The United States recognizes that Botswana, Namibia and South Africa have engaged in effective elephant conservation and their populations are now beginning to crowd the available habitat and threaten local communities. At the same time, the United States has expressed concerns about the effect allowing ivory sales would have on both the MIKE program and poaching.

The member nations of CITES banned international trade in ivory and elephant products in 1989 after widespread poaching had devastated elephant populations throughout Africa and Asia. In 1997, the nations voted to allow Botswana, Namibia and Zimbabwe to undertake a one-time sale of their existing ivory stocks.

This year Botswana, Namibia, South Africa, and Zimbabwe proposed to allow sale of their existing stocks of ivory as well as future trade in ivory and other elephant products, such as hides, leather goods, and ivory carvings under an annual quota.

The countries argued that, because of their successful conservation efforts, elephant populations have recovered to the point where they are beginning to crowd their habitat, leading to human-elephant conflicts. They contended that sale of ivory stocks, which come from elephants that have died naturally, could finance management of their herds and promote the species' long-term conservation.

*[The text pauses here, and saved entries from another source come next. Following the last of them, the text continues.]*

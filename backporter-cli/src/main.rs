use anyhow::{anyhow, bail, Context, Result};
use clap::{Parser, Subcommand};
use std::path::PathBuf;
use tracing::{info, warn};
use tracing_subscriber::EnvFilter;

use backporter::cleanup;
use backporter::event::EventPayload;
use backporter::pipeline::{self, PipelineOutcome};
use backporter::promote;
use backporter::reconcile;
use backporter::{Config, GitHubClient};

/// Backporter: replays pull requests across maintained release branches
#[derive(Parser, Debug)]
#[command(name = "backporter")]
#[command(about = "Backports pull requests onto release branches", long_about = None)]
struct Cli {
    #[command(subcommand)]
    command: Commands,
}

#[derive(Subcommand, Debug)]
enum Commands {
    /// Handle a GitHub Actions event (pull_request or workflow_run)
    Event(EventArgs),
    /// Delete backport refs belonging to closed pull requests
    Cleanup,
    /// Merge a pull request's latest backport sequence into the real branches
    Promote(PromoteArgs),
}

#[derive(Parser, Debug)]
struct EventArgs {
    /// Path to the event payload (defaults to GITHUB_EVENT_PATH)
    #[arg(long)]
    event_path: Option<PathBuf>,
}

#[derive(Parser, Debug)]
struct PromoteArgs {
    /// Pull request number to promote
    #[arg(long)]
    pr: u64,
}

async fn handle_event(config: &Config, client: &GitHubClient, args: EventArgs) -> Result<()> {
    let path = match args.event_path {
        Some(path) => path,
        None => std::env::var("GITHUB_EVENT_PATH")
            .map(PathBuf::from)
            .context("GITHUB_EVENT_PATH is not set and --event-path was not given")?,
    };
    let payload = EventPayload::from_file(&path)?;

    if let Some(run) = &payload.workflow_run {
        return reconcile::handle_workflow_run(config, client, run).await;
    }

    if let Some(pr) = &payload.pull_request {
        info!(
            "Handling pull request #{} ({})",
            pr.number,
            payload.action.as_deref().unwrap_or("unknown action")
        );
        match pipeline::handle_pull_request(config, client, pr).await? {
            PipelineOutcome::UpToDate => info!("Nothing to do"),
            PipelineOutcome::Completed { pushed } => {
                info!("Backported to {} branches", pushed.len());
            }
            PipelineOutcome::PushRejected => {
                warn!("Backport refs could not be pushed (no write access); giving up cleanly");
            }
            PipelineOutcome::NothingApplied => {
                bail!("patch for PR #{} did not apply to any branch", pr.number);
            }
        }
        return Ok(());
    }

    Err(anyhow!("event payload has neither pull_request nor workflow_run"))
}

#[tokio::main(flavor = "current_thread")]
async fn main() -> Result<()> {
    tracing_subscriber::fmt()
        .with_env_filter(EnvFilter::try_from_default_env().unwrap_or_else(|_| EnvFilter::new("info")))
        .init();

    let cli = Cli::parse();
    let config = Config::from_env()?;
    let client = GitHubClient::new(config.github_token.clone())?;

    match cli.command {
        Commands::Event(args) => handle_event(&config, &client, args).await,
        Commands::Cleanup => cleanup::cleanup_closed_pull_requests(&config, &client).await,
        Commands::Promote(args) => promote::promote_pull_request(&config, &client, args.pr).await,
    }
}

Meanwhile, Zambia requested that its elephant population be downlisted from Appendix I of the convention, which bars commercial trade, to the less-restrictive Appendix II, allowing it to sell ivory stocks.

Other African nations, led by Kenya and joined by India, strongly disagreed, arguing that any resumption in ivory sales would revive the ivory industry and lead to the widespread poaching that decimated herds in the 1980s. Elephants have far more economic value in drawing tourists to African countries than they do in providing ivory for sale, these nations contended.

The United States has long been one of the world's major supporters of African and Asian elephant conservation. With the passage by the U.S. Congress of the African Elephant Conservation Act and the Asian Elephant Conservation Act, the U.S. Fish and Wildlife Service has provided millions of dollars in cost-share grants to nations in Africa and Southern and Southeast Asia.

For example, the United States provided grants to Botswana last year to conduct research on elephants, manage populations, and reduce elephant-human conflict. In Kenya, grants helped fund purchase of non-lethal equipment for game rangers to combat poaching, including support for aircraft that are vitally important to locating and tracking poachers. In Gabon, grants provided start-up funds for Langoue National Park, which provides important habitat for elephants.

Likewise, grants from the United States helped fund projects to conserve Asian elephants including construction of electric fences to keep elephants out of farmers' fields in India, designation and management of an area to conserve 1,000 elephants in Borneo, and development of model training programs in wildlife law enforcement, monitoring and environmental education in Thailand.

In addition, the United States is a major backer of international law enforcement and elephant monitoring efforts. Support for the multinational Lusaka Agreement Task Force has led to significant arrests of ivory smugglers, including the confiscation of 6 tons of illegal ivory in Singapore earlier this year.

The United States also has contributed nearly $700,000 to support the Monitoring of Illegal Killing of Elephants (MIKE) program, an international effort to monitor elephant populations and assess the impact of poaching.

Looking to the future, the United States is a leader in initiating the Congo Basin Forest Partnership, a cooperative effort involving 30 governments, international organizations, environmental and business interests to help the countries of the Congo Basin conserve 30 million acres of habitat for forest elephants in central Africa. Believed to be the largest conservation project in African history, the project includes the establishment of 27 new national parks.

The Congo Basin, contains a quarter of the world's tropical forest and is a region of extraordinary biological richness, including important habitat for elephants, but its forests are being degraded at the rate of 2 million acres every year.